Pérez states that their photographs are “neither reflections of reality nor imprints of personhood”—instead, they express the ability of the body to mutate and evolve—an abstract objective evident in the artist’s body of work as a whole. There’s a scene of compassion and comfort for a person who has undergone top surgery, a phosphorescent hand holding a glowing bottle of testosterone; a portrait of a person bruised around the eyes, recovering from facial feminization surgery. “Mae (Three Days After)” is a stunning photograph; the colors are crisp, the head-scarf reminiscent of Virgin Mary. The pain of transitioning is simultaneously imbued with the hopeful anticipation of fulfillment or pleasure.

“Part of why it took me a little while to legitimize my sexuality was my hesitance to claim something I feared wasn’t mine.”

Photographer Catherine Opie twists these boundaries through her own technique: etching drawings onto her back. The photographs “Self-Portrait/Pervert” and “Self-Portrait/Nursing” were exhibited at the 1994 and 2004 Whitney Biennials, respectively—representing Opie’s enduring influence as subversive representations of motherhood and family, and the contradictions she embodies as a butch lesbian and lauded artist. In the latter photograph, Opie is wearing a mask in reference to the queer leather community, and the word ‘pervert’ presents the complexities in that identity. Opie’s page on the Guggenheim’s website shares this interpretation of these photographs: “Faintly but clearly visible on her chest, the word ‘pervert’ still appears as a scar, a trace of her history that carries forward through time.” The museum’s explanation halts me. While it is true to say that Opie has withstood metaphorical lacerations, the insistence that that history “carries her forward” feels masochistic, and contributes to the idea that the queer experience hangs on the painful past.

My life does not revolve around my queerness; my bisexuality has been an agent of joy in my life, but my happiness does not depend upon it. Part of why it took me a little while to legitimize my sexuality was my hesitance to claim something I feared wasn’t mine. And part of that fear was fueled by the particular representations of gayness impressed upon me by media and institutions, which are often incentivized to show images of queer people in pain as a means of proving their own empathy. Recognition of historical pain is a necessary toxin that warrants time and space within art—but that narrative often consumes others, coming at the expense of the happy queer art that does exist, and that contains narratives which are essential in forming the associations young people have with gay lives.

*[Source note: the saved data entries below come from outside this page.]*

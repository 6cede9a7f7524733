use std::{
    future::Future,
    pin::Pin,
    task::{Context, Poll},
};

use futures::{Stream, TryStream};
use pin_project::pin_project;
use tokio::time::{sleep, Sleep};

use crate::utils::ResettableBackoff;

/// Applies a [`ResettableBackoff`] policy to a [`Stream`]
///
/// Every [`Err`] pauses the stream for the next delay of the backoff before the inner stream
/// is polled again, and every [`Ok`] resets the backoff. Once the backoff runs out of delays the
/// stream ends.
#[pin_project]
pub struct StreamBackoff<S, B> {
    #[pin]
    stream: S,
    backoff: B,
    // boxed so the wrapper stays small while idle
    pause: Option<Pin<Box<Sleep>>>,
    exhausted: bool,
}

impl<S: TryStream, B: ResettableBackoff> StreamBackoff<S, B> {
    /// Wrap `stream`, sleeping according to `backoff` after errors
    pub fn new(stream: S, backoff: B) -> Self {
        Self {
            stream,
            backoff,
            pause: None,
            exhausted: false,
        }
    }
}

impl<S: TryStream, B: ResettableBackoff> Stream for StreamBackoff<S, B> {
    type Item = Result<S::Ok, S::Error>;

    fn poll_next(self: Pin<&mut Self>, cx: &mut Context<'_>) -> Poll<Option<Self::Item>> {
        let this = self.project();
        if *this.exhausted {
            return Poll::Ready(None);
        }
        if let Some(pause) = this.pause.as_mut() {
            if pause.as_mut().poll(cx).is_pending() {
                return Poll::Pending;
            }
            tracing::trace!("backoff elapsed, resuming");
            *this.pause = None;
        }

        let item = this.stream.try_poll_next(cx);
        match &item {
            Poll::Ready(Some(Err(_))) => match this.backoff.next() {
                Some(delay) => {
                    tracing::debug!(?delay, "stream failed, backing off");
                    *this.pause = Some(Box::pin(sleep(delay)));
                }
                None => {
                    tracing::debug!("stream failed and backoff is exhausted, closing");
                    *this.exhausted = true;
                }
            },
            Poll::Ready(Some(Ok(_))) => this.backoff.reset(),
            Poll::Ready(None) | Poll::Pending => {}
        }
        item
    }
}

#[cfg(test)]
pub(crate) mod tests {
    use std::{task::Poll, time::Duration};

    use super::StreamBackoff;
    use crate::utils::{RebuildingBackoff, ResettableBackoff};
    use backon::ConstantBuilder;
    use futures::{channel::mpsc, pin_mut, poll, stream, StreamExt};

    /// Delays growing by `step` on every failure, deterministic for tests
    #[derive(Debug)]
    pub struct Steps {
        step: Duration,
        next: Duration,
    }

    impl Steps {
        pub fn new(step: Duration) -> Self {
            Self {
                step,
                next: Duration::ZERO,
            }
        }
    }

    impl Iterator for Steps {
        type Item = Duration;

        fn next(&mut self) -> Option<Duration> {
            self.next += self.step;
            Some(self.next)
        }
    }

    impl ResettableBackoff for Steps {
        fn reset(&mut self) {
            self.next = Duration::ZERO;
        }
    }

    #[tokio::test(start_paused = true)]
    async fn pauses_after_failures_only() {
        let delay = Duration::from_secs(1);
        let events = stream::iter([Ok("list"), Err("unavailable"), Ok("watch"), Ok("bookmark")]);
        let events = StreamBackoff::new(
            events,
            RebuildingBackoff::new(ConstantBuilder::default().with_delay(delay).without_max_times()),
        );
        pin_mut!(events);
        assert_eq!(poll!(events.next()), Poll::Ready(Some(Ok("list"))));
        assert_eq!(poll!(events.next()), Poll::Ready(Some(Err("unavailable"))));
        assert_eq!(poll!(events.next()), Poll::Pending);
        tokio::time::advance(delay).await;
        assert_eq!(poll!(events.next()), Poll::Ready(Some(Ok("watch"))));
        assert_eq!(poll!(events.next()), Poll::Ready(Some(Ok("bookmark"))));
        assert_eq!(poll!(events.next()), Poll::Ready(None));
    }

    #[tokio::test(start_paused = true)]
    async fn consecutive_failures_grow_the_pause_until_success() {
        let (tx, rx) = mpsc::unbounded::<Result<u32, u32>>();
        let events = StreamBackoff::new(rx, Steps::new(Duration::from_secs(2)));
        pin_mut!(events);

        tx.unbounded_send(Err(1)).unwrap();
        assert_eq!(poll!(events.next()), Poll::Ready(Some(Err(1))));
        tokio::time::advance(Duration::from_secs(2)).await;
        tx.unbounded_send(Err(2)).unwrap();
        assert_eq!(poll!(events.next()), Poll::Ready(Some(Err(2))));

        // second failure pauses for 4s
        tx.unbounded_send(Ok(3)).unwrap();
        tokio::time::advance(Duration::from_secs(3)).await;
        assert_eq!(poll!(events.next()), Poll::Pending);
        tokio::time::advance(Duration::from_secs(1)).await;
        assert_eq!(poll!(events.next()), Poll::Ready(Some(Ok(3))));

        // success started the sequence over
        tx.unbounded_send(Err(4)).unwrap();
        assert_eq!(poll!(events.next()), Poll::Ready(Some(Err(4))));
        tokio::time::advance(Duration::from_secs(2)).await;
        drop(tx);
        assert_eq!(poll!(events.next()), Poll::Ready(None));
    }

    #[tokio::test]
    async fn exhausted_backoff_closes_the_stream() {
        let events = StreamBackoff::new(
            stream::iter([Ok(0), Err(1), Ok(2)]),
            RebuildingBackoff::new(ConstantBuilder::default().with_max_times(0)),
        );
        assert_eq!(events.collect::<Vec<_>>().await, [Ok(0), Err(1)]);
    }
}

Large institutions have the power to expand our perspectives: whatever medium, they can widen the avenues through which we engage with the lives of others. Well-funded and purportedly future-looking structures need to reckon with their patterns. Painful art will continue to be made so long as pain exists, but those stories, when isolated and multiplied by those who have not lived them, are easily tokenized to the detriment of us all.